Cherry picking is not those things. And one cherry tree has something like a gazillion pieces of fruit on it. Such was it that a couple who showed up—in response to the aunt’s mass email announcement—walked away with 150 pounds of cherries, and I couldn’t tell which part of the tree had been hit. Getting the fruit out of the tree entailed extremely high, rickety metal ladders, which, given the knee issues of mine, Susanne forbade me to climb, and plastic buckets we were supposed to string around our necks so we could pick with two hands.

The aunt and her sister chuckled quietly as we walked toward the tree, thinking that these city folk would be poor farmers. Susanne, however, proved them wrong, getting her little body in between large branches heavy with cherries, double fisting clumps of berries and quickly accumulating several full buckets. We joked that she was a migrant farmer in a past life, and if the political science professing career dried up, we’d be just fine with her picking prowress.

I, meanwhile, thought the tree was quite the pugilist, and I came away with several scrapes on my arms and torso as if I’d gone five rounds with the thing.

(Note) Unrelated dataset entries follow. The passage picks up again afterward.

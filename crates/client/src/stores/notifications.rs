//! Notification inbox and unread badge.

use std::collections::HashMap;

use chrono::{DateTime, Utc};
use courtside_shared::Notification;

use super::RealtimeStore;
use crate::realtime::status::{self, ConnectionStatus};

#[derive(Debug, Clone, Default, PartialEq)]
pub struct NotificationStore {
    notifications: HashMap<String, Notification>,
    unread_count: u32,
    status: ConnectionStatus,
}

impl NotificationStore {
    pub fn get(&self, id: &str) -> Option<&Notification> {
        self.notifications.get(id)
    }

    /// Newest first.
    pub fn notifications(&self) -> Vec<&Notification> {
        let mut list: Vec<_> = self.notifications.values().collect();
        list.sort_by(|a, b| b.created_at.cmp(&a.created_at).then(a.id.cmp(&b.id)));
        list
    }

    pub fn unread_count(&self) -> u32 {
        self.unread_count
    }

    pub fn set_notifications(&mut self, notifications: Vec<Notification>) {
        self.notifications = notifications
            .into_iter()
            .map(|n| (n.id.clone(), n))
            .collect();
    }

    pub fn apply_notification_received(&mut self, notification: Notification) -> bool {
        if self.notifications.contains_key(&notification.id) {
            return false;
        }
        if !notification.is_read() {
            self.unread_count = self.unread_count.saturating_add(1);
        }
        self.notifications
            .insert(notification.id.clone(), notification);
        true
    }

    /// Authoritative count from the server.
    pub fn set_unread_count(&mut self, count: u32) -> bool {
        if self.unread_count == count {
            return false;
        }
        self.unread_count = count;
        true
    }

    pub fn decrement_unread(&mut self) -> bool {
        if self.unread_count == 0 {
            return false;
        }
        self.unread_count -= 1;
        true
    }

    pub fn mark_read(&mut self, id: &str, read_at: DateTime<Utc>) -> bool {
        match self.notifications.get_mut(id) {
            Some(notification) if !notification.is_read() => {
                notification.read_at = Some(read_at);
                self.decrement_unread();
                true
            }
            _ => false,
        }
    }

    pub fn mark_all_read(&mut self, read_at: DateTime<Utc>) -> bool {
        let mut changed = self.unread_count != 0;
        for notification in self.notifications.values_mut() {
            if !notification.is_read() {
                notification.read_at = Some(read_at);
                changed = true;
            }
        }
        self.unread_count = 0;
        changed
    }
}

impl RealtimeStore for NotificationStore {
    fn connection_status(&self) -> ConnectionStatus {
        self.status
    }

    fn set_connection_status(&mut self, next: ConnectionStatus) -> bool {
        status::transition(&mut self.status, next)
    }

    fn reset(&mut self) {
        *self = Self::default();
    }
}
//! Participant payments of an event.

use std::collections::BTreeMap;

use courtside_shared::{ParticipantPayment, PaymentReceived};

use super::RealtimeStore;
use crate::realtime::status::{self, ConnectionStatus};

/// Payments keyed by participant ID.
#[derive(Debug, Clone, Default, PartialEq)]
pub struct PaymentStore {
    payments: BTreeMap<String, ParticipantPayment>,
    status: ConnectionStatus,
}

impl PaymentStore {
    pub fn get(&self, participant_id: &str) -> Option<&ParticipantPayment> {
        self.payments.get(participant_id)
    }

    pub fn payments(&self) -> impl Iterator<Item = &ParticipantPayment> {
        self.payments.values()
    }

    pub fn upsert(&mut self, payment: ParticipantPayment) -> bool {
        if self.payments.get(&payment.participant_id) == Some(&payment) {
            return false;
        }
        self.payments.insert(payment.participant_id.clone(), payment);
        true
    }

    pub fn set_payments(&mut self, payments: Vec<ParticipantPayment>) {
        self.payments = payments
            .into_iter()
            .map(|p| (p.participant_id.clone(), p))
            .collect();
    }

    /// Mark the participant as paid. Receiving the same payment again
    /// changes nothing.
    pub fn apply_payment_received(&mut self, event: &PaymentReceived) -> bool {
        let Some(payment) = self.payments.get_mut(&event.participant_id) else {
            return false;
        };
        if payment.is_paid() {
            return false;
        }
        payment.paid = true;
        payment.paid_at = event.paid_at;
        true
    }

    pub fn paid_count(&self) -> usize {
        self.payments.values().filter(|p| p.is_paid()).count()
    }

    pub fn total_count(&self) -> usize {
        self.payments.len()
    }

    /// Outstanding amount in minor units.
    pub fn remaining_amount(&self) -> i64 {
        self.payments
            .values()
            .filter(|p| !p.is_paid())
            .map(|p| p.amount)
            .sum()
    }
}

impl RealtimeStore for PaymentStore {
    fn connection_status(&self) -> ConnectionStatus {
        self.status
    }

    fn set_connection_status(&mut self, next: ConnectionStatus) -> bool {
        status::transition(&mut self.status, next)
    }

    fn reset(&mut self) {
        *self = Self::default();
    }
}

#[cfg(test)]
mod tests {
    use super::*;

    fn payment(participant_id: &str, amount: i64) -> ParticipantPayment {
        ParticipantPayment {
            participant_id: participant_id.to_string(),
            user_id: format!("user-{}", participant_id),
            team_id: None,
            amount,
            currency: Some("EUR".to_string()),
            paid: false,
            paid_at: None,
        }
    }

    fn received(participant_id: &str) -> PaymentReceived {
        PaymentReceived {
            participant_id: participant_id.to_string(),
            paid_at: None,
        }
    }

    #[test]
    fn payment_received_is_idempotent() {
        let mut store = PaymentStore::default();
        store.set_payments(vec![payment("p1", 1500), payment("p2", 1500)]);

        assert!(store.apply_payment_received(&received("p1")));
        let once = store.clone();
        assert!(!store.apply_payment_received(&received("p1")));
        assert_eq!(store, once);
        assert_eq!(store.paid_count(), 1);
        assert_eq!(store.total_count(), 2);
        assert_eq!(store.remaining_amount(), 1500);
    }

    #[test]
    fn unknown_participant_is_ignored() {
        let mut store = PaymentStore::default();
        store.upsert(payment("p1", 1000));
        assert!(!store.apply_payment_received(&received("ghost")));
        assert_eq!(store.paid_count(), 0);
    }

    #[test]
    fn already_paid_keeps_its_original_time() {
        let mut store = PaymentStore::default();
        let paid_at = chrono::Utc::now();
        let mut paid = payment("p1", 1000);
        paid.paid_at = Some(paid_at);
        store.upsert(paid);

        let mut later = received("p1");
        later.paid_at = Some(paid_at + chrono::Duration::minutes(5));
        assert!(!store.apply_payment_received(&later));
        assert_eq!(store.get("p1").unwrap().paid_at, Some(paid_at));
    }

    #[test]
    fn reset_empties_the_store() {
        let mut store = PaymentStore::default();
        store.upsert(payment("p1", 1000));
        store.reset();
        assert_eq!(store, PaymentStore::default());
    }
}
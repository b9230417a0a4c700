//! Live state of one evaluation session: submitted scores, session status
//! and progress.

use std::collections::BTreeMap;

use courtside_shared::{EvaluationSessionStatus, PlayerExerciseScore, SessionProgress};

use super::RealtimeStore;
use crate::realtime::status::{self, ConnectionStatus};

#[derive(Debug, Clone, Default, PartialEq)]
pub struct EvaluationSessionStore {
    session_id: Option<String>,
    session_status: Option<EvaluationSessionStatus>,
    progress: Option<SessionProgress>,
    /// Scores keyed by score ID.
    scores: BTreeMap<String, PlayerExerciseScore>,
    status: ConnectionStatus,
}

impl EvaluationSessionStore {
    pub fn session_id(&self) -> Option<&str> {
        self.session_id.as_deref()
    }

    pub fn session_status(&self) -> Option<EvaluationSessionStatus> {
        self.session_status
    }

    pub fn progress(&self) -> Option<&SessionProgress> {
        self.progress.as_ref()
    }

    pub fn scores(&self) -> impl Iterator<Item = &PlayerExerciseScore> {
        self.scores.values()
    }

    pub fn score_for(&self, player_id: &str, exercise_id: &str) -> Option<&PlayerExerciseScore> {
        self.scores
            .values()
            .find(|s| s.player_id == player_id && s.exercise_id == exercise_id)
    }

    /// Start tracking `session_id`, dropping anything from a previous session.
    pub fn begin(&mut self, session_id: &str) {
        if self.session_id.as_deref() == Some(session_id) {
            return;
        }
        let status = self.status;
        *self = Self {
            session_id: Some(session_id.to_string()),
            status,
            ..Self::default()
        };
    }

    fn is_current(&self, session_id: &str) -> bool {
        self.session_id.as_deref() == Some(session_id)
    }

    pub fn set_scores(&mut self, scores: Vec<PlayerExerciseScore>) {
        self.scores = scores
            .into_iter()
            .filter(|s| self.session_id.as_deref() == Some(s.session_id.as_str()))
            .map(|s| (s.id.clone(), s))
            .collect();
    }

    /// A score saved by any evaluator in the session. Scores for other
    /// sessions are ignored.
    pub fn apply_scores_submitted(&mut self, score: PlayerExerciseScore) -> bool {
        if !self.is_current(&score.session_id) {
            return false;
        }
        if self.scores.get(&score.id) == Some(&score) {
            return false;
        }
        self.scores.insert(score.id.clone(), score);
        true
    }

    /// Status pushes name no session; they belong to the tracked one.
    pub fn apply_session_status_changed(&mut self, status: EvaluationSessionStatus) -> bool {
        if self.session_id.is_none() || self.session_status == Some(status) {
            return false;
        }
        self.session_status = Some(status);
        if let Some(progress) = self.progress.as_mut() {
            progress.status = status;
        }
        true
    }

    pub fn set_session_progress(&mut self, progress: SessionProgress) -> bool {
        if !self.is_current(&progress.session_id) || self.progress.as_ref() == Some(&progress) {
            return false;
        }
        self.session_status = Some(progress.status);
        self.progress = Some(progress);
        true
    }
}

impl RealtimeStore for EvaluationSessionStore {
    fn connection_status(&self) -> ConnectionStatus {
        self.status
    }

    fn set_connection_status(&mut self, next: ConnectionStatus) -> bool {
        status::transition(&mut self.status, next)
    }

    fn reset(&mut self) {
        *self = Self::default();
    }
}

#[cfg(test)]
mod tests {
    use super::*;
    use courtside_shared::EvaluationScoreStatus;

    fn score(id: &str, session_id: &str) -> PlayerExerciseScore {
        PlayerExerciseScore {
            id: id.to_string(),
            session_id: session_id.to_string(),
            player_id: "player-1".to_string(),
            exercise_id: "serve".to_string(),
            evaluator_user_id: Some("coach".to_string()),
            status: EvaluationScoreStatus::Scored,
            scored_at: None,
            metric_scores: vec![],
        }
    }

    fn progress(session_id: &str, scored: u32) -> SessionProgress {
        SessionProgress {
            session_id: session_id.to_string(),
            status: EvaluationSessionStatus::Running,
            total_players: 10,
            total_exercises: 2,
            total_scored: scored,
            total_possible: 20,
            overall_progress: f64::from(scored) / 20.0,
            groups: vec![],
        }
    }

    #[test]
    fn scores_from_other_sessions_are_ignored() {
        let mut store = EvaluationSessionStore::default();
        store.begin("s1");
        assert!(store.apply_scores_submitted(score("a", "s1")));
        assert!(!store.apply_scores_submitted(score("b", "s2")));
        assert!(!store.apply_scores_submitted(score("a", "s1")));
        assert_eq!(store.scores().count(), 1);
        assert!(store.score_for("player-1", "serve").is_some());
    }

    #[test]
    fn nothing_applies_before_begin() {
        let mut store = EvaluationSessionStore::default();
        assert!(!store.apply_scores_submitted(score("a", "s1")));
        assert!(!store.set_session_progress(progress("s1", 1)));
        assert!(!store.apply_session_status_changed(EvaluationSessionStatus::Running));
        assert_eq!(store, EvaluationSessionStore::default());
    }

    #[test]
    fn status_change_follows_into_progress() {
        let mut store = EvaluationSessionStore::default();
        store.begin("s1");
        assert!(store.set_session_progress(progress("s1", 4)));
        assert!(store.apply_session_status_changed(EvaluationSessionStatus::Paused));
        assert!(!store.apply_session_status_changed(EvaluationSessionStatus::Paused));
        assert_eq!(store.session_status(), Some(EvaluationSessionStatus::Paused));
        assert_eq!(
            store.progress().map(|p| p.status),
            Some(EvaluationSessionStatus::Paused)
        );
    }

    #[test]
    fn switching_sessions_clears_previous_state() {
        let mut store = EvaluationSessionStore::default();
        store.set_connection_status(ConnectionStatus::Connecting);
        store.begin("s1");
        store.apply_scores_submitted(score("a", "s1"));
        store.begin("s2");
        assert_eq!(store.scores().count(), 0);
        assert_eq!(store.session_id(), Some("s2"));
        assert_eq!(store.connection_status(), ConnectionStatus::Connecting);

        store.reset();
        assert_eq!(store, EvaluationSessionStore::default());
    }
}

For my part I hauled in something on the order of 8 quarts, certainly laughable by the aunts’ standards. They sat on their porch  smoking cigarettes and drinking Mexican beer as dusk overtook us. Aunt Maureen—affectionately called Mo—is quite the antiques collector, and her home is filled with old things, especially kitch from the 1930s and 40s. Our friend warned us before we walked in that she has a lot of “Aunt Jemima stuff,” which amounted to dolls in black face, framed sheet music about “how funny the Negroes are,” and old Amos ‘n Andy stills.

“Aunt Mo has a funny sense of humor,” our friend said, in summary.

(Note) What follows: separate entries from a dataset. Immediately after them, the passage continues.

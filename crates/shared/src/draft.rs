//! Autosave draft keys and the emptiness rule that decides when a draft is
//! worth keeping.

/// Build the storage key for a draft: `<prefix>:draft:<segment>:...:<segment>`.
pub fn draft_key<S: AsRef<str>>(prefix: &str, segments: &[S]) -> String {
    let mut key = format!("{}:draft", prefix);
    for segment in segments {
        key.push(':');
        key.push_str(segment.as_ref());
    }
    key
}

/// Values that can be autosaved. An empty draft is removed from storage
/// instead of being written.
pub trait DraftValue {
    fn is_empty_draft(&self) -> bool;
}

/// Markup a rich text editor emits for an empty document.
const EMPTY_RICH_TEXT: &[&str] = &["<p></p>", "<p><br></p>", "<p><br/></p>"];

fn is_blank_text(text: &str) -> bool {
    let trimmed = text.trim();
    trimmed.is_empty() || EMPTY_RICH_TEXT.contains(&trimmed)
}

impl DraftValue for String {
    fn is_empty_draft(&self) -> bool {
        is_blank_text(self)
    }
}

impl<T: DraftValue> DraftValue for Option<T> {
    fn is_empty_draft(&self) -> bool {
        self.as_ref().map_or(true, DraftValue::is_empty_draft)
    }
}

impl<T> DraftValue for Vec<T> {
    fn is_empty_draft(&self) -> bool {
        self.is_empty()
    }
}

impl DraftValue for serde_json::Value {
    fn is_empty_draft(&self) -> bool {
        match self {
            serde_json::Value::Null => true,
            serde_json::Value::String(s) => is_blank_text(s),
            serde_json::Value::Array(items) => items.is_empty(),
            serde_json::Value::Object(fields) => fields.values().all(DraftValue::is_empty_draft),
            serde_json::Value::Bool(_) | serde_json::Value::Number(_) => false,
        }
    }
}

#[cfg(test)]
mod tests {
    use super::*;
    use serde_json::json;

    #[test]
    fn key_joins_segments() {
        assert_eq!(
            draft_key("courtside", &["rich-comment", "event", "e-42"]),
            "courtside:draft:rich-comment:event:e-42"
        );
        assert_eq!(draft_key::<&str>("courtside", &[]), "courtside:draft");
    }

    #[test]
    fn whitespace_and_empty_markup_are_empty() {
        assert!("   ".to_string().is_empty_draft());
        assert!("<p></p>".to_string().is_empty_draft());
        assert!(!"<p>hi</p>".to_string().is_empty_draft());
        assert!(None::<String>.is_empty_draft());
    }

    #[test]
    fn json_objects_are_empty_when_every_field_is() {
        assert!(json!({"title": "", "drills": []}).is_empty_draft());
        assert!(!json!({"title": "", "duration": 0}).is_empty_draft());
    }
}
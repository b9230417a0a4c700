//! One [`HubBinding`] per realtime domain.

use courtside_shared::{
    hubs, methods, ChatEvent, EvaluationEvent, FamilyEvent, NotificationEvent, PaymentEvent,
    PositionEvent,
};
use serde_json::json;

use super::connection::{HubHandle, TransportError};
use super::sync::HubBinding;
use crate::config::ServiceUrls;
use crate::stores::{
    ChatStore, EvaluationSessionStore, FamilyStore, NotificationStore, PaymentStore, PositionStore,
};

fn leave(hub: &HubHandle, method: &str, id: &str) {
    if let Err(e) = hub.invoke(method, vec![json!(id)]) {
        crate::log_debug!("[{}] {} {}: {}", hub.key(), method, id, e);
    }
}

// --- positions ---

/// Positions of the teams of one event.
#[derive(Debug, Clone, PartialEq)]
pub struct PositionBinding {
    pub event_id: Option<String>,
}

impl PositionBinding {
    pub fn new(event_id: Option<String>) -> Self {
        Self { event_id }
    }
}

impl HubBinding for PositionBinding {
    type Store = PositionStore;
    type Event = PositionEvent;

    fn hub(&self) -> &'static str {
        hubs::POSITION
    }

    fn base_url<'a>(&self, services: &'a ServiceUrls) -> &'a str {
        &services.events
    }

    fn ready(&self) -> bool {
        self.event_id.is_some()
    }

    fn apply(&self, store: &mut PositionStore, event: PositionEvent) -> bool {
        match event {
            PositionEvent::Taken(taken) => store.apply_position_taken(&taken),
            PositionEvent::Released(released) => store.apply_position_released(&released),
            PositionEvent::Updated(positions) => store.apply_positions_updated(positions),
            PositionEvent::Connected(_) => false,
        }
    }

    fn confirms_connection(&self, event: &PositionEvent) -> bool {
        matches!(event, PositionEvent::Connected(_))
    }

    fn on_open(&self, hub: &HubHandle) -> Result<(), TransportError> {
        match &self.event_id {
            Some(id) => hub.invoke(methods::JOIN_EVENT_GROUP, vec![json!(id)]),
            None => Ok(()),
        }
    }

    fn on_detach(&self, hub: &HubHandle) {
        if let Some(id) = &self.event_id {
            leave(hub, methods::LEAVE_EVENT_GROUP, id);
        }
    }
}

// --- payments ---

#[derive(Debug, Clone, PartialEq)]
pub struct PaymentBinding {
    pub event_id: Option<String>,
}

impl PaymentBinding {
    pub fn new(event_id: Option<String>) -> Self {
        Self { event_id }
    }
}

impl HubBinding for PaymentBinding {
    type Store = PaymentStore;
    type Event = PaymentEvent;

    fn hub(&self) -> &'static str {
        hubs::PAYMENTS
    }

    fn base_url<'a>(&self, services: &'a ServiceUrls) -> &'a str {
        &services.events
    }

    fn ready(&self) -> bool {
        self.event_id.is_some()
    }

    fn apply(&self, store: &mut PaymentStore, event: PaymentEvent) -> bool {
        match event {
            PaymentEvent::Received(received) => store.apply_payment_received(&received),
            PaymentEvent::Connected(_) => false,
        }
    }

    fn confirms_connection(&self, event: &PaymentEvent) -> bool {
        matches!(event, PaymentEvent::Connected(_))
    }

    fn on_open(&self, hub: &HubHandle) -> Result<(), TransportError> {
        match &self.event_id {
            Some(id) => hub.invoke(methods::JOIN_EVENT_GROUP, vec![json!(id)]),
            None => Ok(()),
        }
    }

    fn on_detach(&self, hub: &HubHandle) {
        if let Some(id) = &self.event_id {
            leave(hub, methods::LEAVE_EVENT_GROUP, id);
        }
    }
}

// --- messaging ---

#[derive(Debug, Clone, Default, PartialEq)]
pub struct ChatBinding;

impl HubBinding for ChatBinding {
    type Store = ChatStore;
    type Event = ChatEvent;

    fn hub(&self) -> &'static str {
        hubs::MESSAGING
    }

    fn base_url<'a>(&self, services: &'a ServiceUrls) -> &'a str {
        &services.messages
    }

    fn apply(&self, store: &mut ChatStore, event: ChatEvent) -> bool {
        match event {
            ChatEvent::MessageReceived(message) => store.apply_new_message(message),
            ChatEvent::NewChat(chat) => store.apply_new_chat(chat),
            ChatEvent::ChatUpdated(chat) => store.apply_chat_updated(chat),
            ChatEvent::UserRead(read) => store.apply_user_read(&read),
            ChatEvent::TypingStarted(typing) => store.apply_typing_started(&typing),
            ChatEvent::TypingStopped(typing) => store.apply_typing_stopped(&typing),
            ChatEvent::Connected(_) => false,
            ChatEvent::Fault(fault) => {
                crate::log_error!("messaging hub error: {}", fault.message);
                false
            }
        }
    }

    fn confirms_connection(&self, event: &ChatEvent) -> bool {
        matches!(event, ChatEvent::Connected(_))
    }
}

// --- evaluation ---

/// One evaluation session. The store is reset when the hook unmounts.
#[derive(Debug, Clone, PartialEq)]
pub struct EvaluationBinding {
    pub session_id: Option<String>,
}

impl EvaluationBinding {
    pub fn new(session_id: Option<String>) -> Self {
        Self { session_id }
    }
}

impl HubBinding for EvaluationBinding {
    type Store = EvaluationSessionStore;
    type Event = EvaluationEvent;

    fn hub(&self) -> &'static str {
        hubs::EVALUATION
    }

    fn base_url<'a>(&self, services: &'a ServiceUrls) -> &'a str {
        &services.coaching
    }

    fn ready(&self) -> bool {
        self.session_id.is_some()
    }

    fn on_attach(&self, store: &mut EvaluationSessionStore) {
        if let Some(id) = &self.session_id {
            store.begin(id);
        }
    }

    fn apply(&self, store: &mut EvaluationSessionStore, event: EvaluationEvent) -> bool {
        match event {
            EvaluationEvent::ScoresSubmitted(score) => store.apply_scores_submitted(score),
            EvaluationEvent::StatusChanged(status) => store.apply_session_status_changed(status),
            EvaluationEvent::ProgressUpdated(progress) => store.set_session_progress(progress),
            EvaluationEvent::GroupUpdated | EvaluationEvent::JoinedSession => false,
        }
    }

    fn confirms_connection(&self, event: &EvaluationEvent) -> bool {
        matches!(event, EvaluationEvent::JoinedSession)
    }

    /// Joins on first open and rejoins after every reconnect.
    fn on_open(&self, hub: &HubHandle) -> Result<(), TransportError> {
        match &self.session_id {
            Some(id) => hub.invoke(methods::JOIN_SESSION, vec![json!(id)]),
            None => Ok(()),
        }
    }

    fn on_detach(&self, hub: &HubHandle) {
        if let Some(id) = &self.session_id {
            leave(hub, methods::LEAVE_SESSION, id);
        }
    }
}

// --- notifications ---

#[derive(Debug, Clone, Default, PartialEq)]
pub struct NotificationBinding;

impl HubBinding for NotificationBinding {
    type Store = NotificationStore;
    type Event = NotificationEvent;

    fn hub(&self) -> &'static str {
        hubs::NOTIFICATIONS
    }

    fn base_url<'a>(&self, services: &'a ServiceUrls) -> &'a str {
        &services.notifications
    }

    fn apply(&self, store: &mut NotificationStore, event: NotificationEvent) -> bool {
        match event {
            NotificationEvent::Received(notification) => {
                store.apply_notification_received(notification)
            }
            NotificationEvent::UnreadCountUpdated(count) => {
                store.set_unread_count(count.unread_count)
            }
            NotificationEvent::Connected(_) => false,
        }
    }

    fn confirms_connection(&self, event: &NotificationEvent) -> bool {
        matches!(event, NotificationEvent::Connected(_))
    }
}

// --- family ---

#[derive(Debug, Clone, Default, PartialEq)]
pub struct FamilyBinding;

impl HubBinding for FamilyBinding {
    type Store = FamilyStore;
    type Event = FamilyEvent;

    fn hub(&self) -> &'static str {
        hubs::FAMILY
    }

    fn base_url<'a>(&self, services: &'a ServiceUrls) -> &'a str {
        &services.users
    }

    fn apply(&self, store: &mut FamilyStore, event: FamilyEvent) -> bool {
        match event {
            FamilyEvent::ConsentGranted(consent) => store.apply_guardian_consent_granted(&consent),
            FamilyEvent::Connected(_) => false,
        }
    }

    fn confirms_connection(&self, event: &FamilyEvent) -> bool {
        matches!(event, FamilyEvent::Connected(_))
    }
}

#[cfg(test)]
mod tests {
    use super::*;
    use crate::config::ClientConfig;
    use courtside_shared::{HubEvent, HubInvocation};

    #[test]
    fn bindings_wait_for_their_ids() {
        assert!(!PositionBinding::new(None).ready());
        assert!(!EvaluationBinding::new(None).ready());
        assert!(PaymentBinding::new(Some("e1".to_string())).ready());
        assert!(ChatBinding.ready());
    }

    #[test]
    fn each_domain_uses_its_service() {
        let services = ClientConfig::default().services;
        assert_eq!(ChatBinding.base_url(&services), services.messages);
        assert_eq!(EvaluationBinding::new(None).base_url(&services), services.coaching);
        assert_eq!(FamilyBinding.base_url(&services), services.users);
    }

    #[test]
    fn unread_count_push_overrides_the_badge() {
        let mut store = NotificationStore::default();
        let invocation = HubInvocation::new("UnreadCountUpdated", vec![json!({"unreadCount": 4})]);
        let event = NotificationEvent::decode(&invocation).unwrap().unwrap();
        assert!(NotificationBinding.apply(&mut store, event));
        assert_eq!(store.unread_count(), 4);
    }
}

We therefore ignored the offensive portion of the antiques in Mo’s house, and considered them an unfortunate piece of American history, artifacts of a time when people were more openly, though not necessarily more, racist.

Mo was not afraid of new technology, her love of things archaic notwithstanding. Perhaps it was just that gadgets needed to have proper motivation. For example, her cat, Sharon, had both a locator microchip implanted in her neck, and a “finder collar” that was wirelessly connected to a button Mo could push to show her where the cat was in space. This would have been only a small point of interest except for the fact that the feline did go missing later that evening. And then we identified the flaw in the cat radar screen: walking up to where the cat should have been, there was no Sharon. It was like the scene in Aliens when Riley is looking at the green blip, knowing she should be right on top of the thing, but there’s no alien.

Or is there?

Sure enough, Sharon had taken solace directly above where we had gathered. Turns out she had a bad tooth and wanted nothing more than to alleviate her pain, and barring that, figured hiding under her caregiver’s bed was her next best bet. So kudos to the cat finder company: they’ve gone and taken very useful technology and morphd it into something only a crazy pet owner would desire.

After a summer meal of salmon, corn on the cob, fruit salad, and rhubarb crisp, we took the cherries to the car, realizing we’d picked about 50 pounds worth. Aunt Mo was grateful to have people harvest the tree so that she didn’t have a rotting mess on her lawn come next week. Getting home, we made every kind of cherry everything: dried cherries, preserved cherries in syrup, cherry preserves, liquor-infused cherries, cherry ice cream, and cherry pie and for the love of Pete, we still have a boatload in our kitchen.

So chalk one up for Walla Walla, having lots of summer produce for us to pluck out of trees, and teaching us about 19th Century food preservation. Next up, skinning a wild boar and using the hide to make moccasins.